Здравому смыслу противоречит не нигилистический принцип «все дозволено», который уже присутствовал в утилитарном понимании здравого смысла, распространенном в XIX в. Здравый смысл и «нормальные люди» отказываются поверить в то, что все возможно.[979] Мы пытаемся понять те элементы нынешнего или вспоминаемого опыта, которые просто превосходят нашу способность понимания. Мы пытаемся классифицировать как преступление то, что, как мы чувствуем, не может вместить в себя ни одна категория преступлений. Какой смысл имеет понятие убийства, когда мы сталкиваемся с массовым производством трупов? Мы пытаемся психологически понять поведение узников и эсэсовцев-сотрудников концентрационных лагерей, когда должно пытаться понять именно то, что душу можно разрушить даже без разрушения физической оболочки человека; что, действительно, при определенных обстоятельствах душа, характер и индивидуальность выражаются только в том насколько быстро или медленно они разрушаются.[980] В конечном результате, во всяком случае, получаются неодушевленные люди, т. е. люди, которых психологически понять уже невозможно, чье возвращение в психологически или как-то иначе понятный человеческий мир очень напоминает воскресение Лазаря. Все утверждения здравого смысла, будь то психологического или социологического характера, только лишь поощряют тех, кто считает «излишним» «думать об ужасах».[981]

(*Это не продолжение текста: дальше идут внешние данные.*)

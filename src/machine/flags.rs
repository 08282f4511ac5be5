use crate::instructions::CondCode;
use crate::Word;

/// The four-bit condition register.
///
/// N and Z always follow the 16-bit result read as signed. C and V follow
/// the additive rules below; subtraction feeds the two's complement of its
/// second operand through the same rules.
#[derive(Clone, Copy, PartialEq, Eq, Debug, Default)]
pub struct Flags {
    pub n: bool,
    pub z: bool,
    pub c: bool,
    pub v: bool,
}

impl Flags {
    pub fn clear(&mut self) {
        *self = Flags::default();
    }

    pub fn set_nz(&mut self, result: Word) {
        self.n = (result as i16) < 0;
        self.z = result == 0;
    }

    /// Adds with full flag effects and returns the 16-bit result.
    ///
    /// Carry: both operands non-negative gives 0, both negative gives 1,
    /// mixed signs give 1 exactly when the result is non-negative.
    /// Overflow: mixed signs give 0, equal signs give 1 exactly when the
    /// result sign differs from the first operand's.
    pub fn add(&mut self, x: Word, y: Word) -> Word {
        let result = x.wrapping_add(y);
        let xn = (x as i16) < 0;
        let yn = (y as i16) < 0;
        let rn = (result as i16) < 0;

        self.c = if !xn && !yn {
            false
        } else if xn && yn {
            true
        } else {
            !rn
        };
        self.v = if xn != yn { false } else { rn != xn };
        self.set_nz(result);
        result
    }

    /// Subtraction as addition of the two's complement.
    pub fn sub(&mut self, x: Word, y: Word) -> Word {
        self.add(x, y.wrapping_neg())
    }

    pub fn condition(&self, cond: CondCode) -> bool {
        match cond {
            CondCode::Z => self.z,
            CondCode::Nz => !self.z,
            CondCode::N => self.n,
            CondCode::P => self.n == self.z,
            CondCode::Lt => self.n != self.v,
            CondCode::Gt => self.n == self.v && !self.z,
            CondCode::C => self.c,
            CondCode::Always => true,
        }
    }

    /// `NZCV` rendered as four binary digits for register dumps.
    pub fn digits(&self) -> String {
        format!(
            "{}{}{}{}",
            self.n as u8, self.z as u8, self.c as u8, self.v as u8
        )
    }
}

Если верно, что концентрационные лагеря — наиболее последовательный с точки зрения логики институт тоталитарного правления, то для понимания тоталитаризма необходимо «думать об ужасах». Однако воспоминание помогло бы здесь не более, чем свидетельство очевидца, который не способен сообщить свой опыт другому человеку. Обоим этим жанрам внутренне свойственна тенденция уходить от опыта; инстинктивно или сознательно их авторы настолько хорошо знают о пропасти, которая отделяет мир живых от мира живых мертвых, что они не могут предложить ничего, кроме ряда запечатленных в памяти событий, которые должны казаться равно невероятными как тем, кого они касались, так и их аудитории. Думать об этих ужасах в состоянии только встревоженное воображение тех, кого такие сообщения взбудоражили, задели за живое, но кто реально на своей собственной шкуре их не испытал, а также те немногие, кто в результате всего освободился от животного, отчаянного страха, который при встрече с настоящим, подлинным ужасом, как правило, безжалостно парализует в человеке все, кроме простейших рефлекторных реакций. Такие мысли полезны только для понимания политических контекстов и для мобилизации политических страстей. Размышление об ужасах не способно каким-то образом изменить личность больше, чем действительное переживание ужаса. Сведение человека к совокупности реакций отделяет его от всего того в нем, что составляет в нем личность или характер, не менее радикально, чем психическая болезнь. Когда, подобно Лазарю, он восстает из мертвых, то обретает свою личность и характер нетронутыми, какими он их оставил.
Точно так же как ужас или размышление об ужасе не могут повлиять на изменение характера человека, не могут сделать его лучше или хуже, он не может стать основой политического сообщества или партии в более узком смысле. Попытки создать европейскую элиту исходя из внутриевропейского понимания, основанного на общеевропейском опыте концентрационных лагерей, потерпели провал в основном по тем же причинам, что и предпринимавшиеся после окончания первой мировой войны попытки сделать политические выводы из интернационального опыта фронтового поколения. В обоих случаях оказалось, что данным опытом можно поделиться, передать его другим разве что в виде нигилистических банальностей.[982] Такие политические следствия, как, например, послевоенный пацифизм, вытекают скорее из общего страха перед войной, чем из опыта этой войны. Не безжизненный пацифизм, а постижение структуры современных войн, направляемое и мобилизуемое страхом, могло бы привести к пониманию того, что единственным критерием необходимой войны является борьба против условий, в которых люди более не хотят жить, и пережитый нами опыт мучительного ада тоталитарных лагерей со всей очевидностью показывает, что такие условия возможны.[983] Таким образом, страх перед концентрационными лагерями и порожденное им понимание природы тотального господства могут послужить обесцениванию всех устаревших политических различий между правыми и левыми и введению, помимо них и над ними, политически более важного критерия оценки современных событий, а именно исходя из того, служат ли они тоталитарному господству или не служат.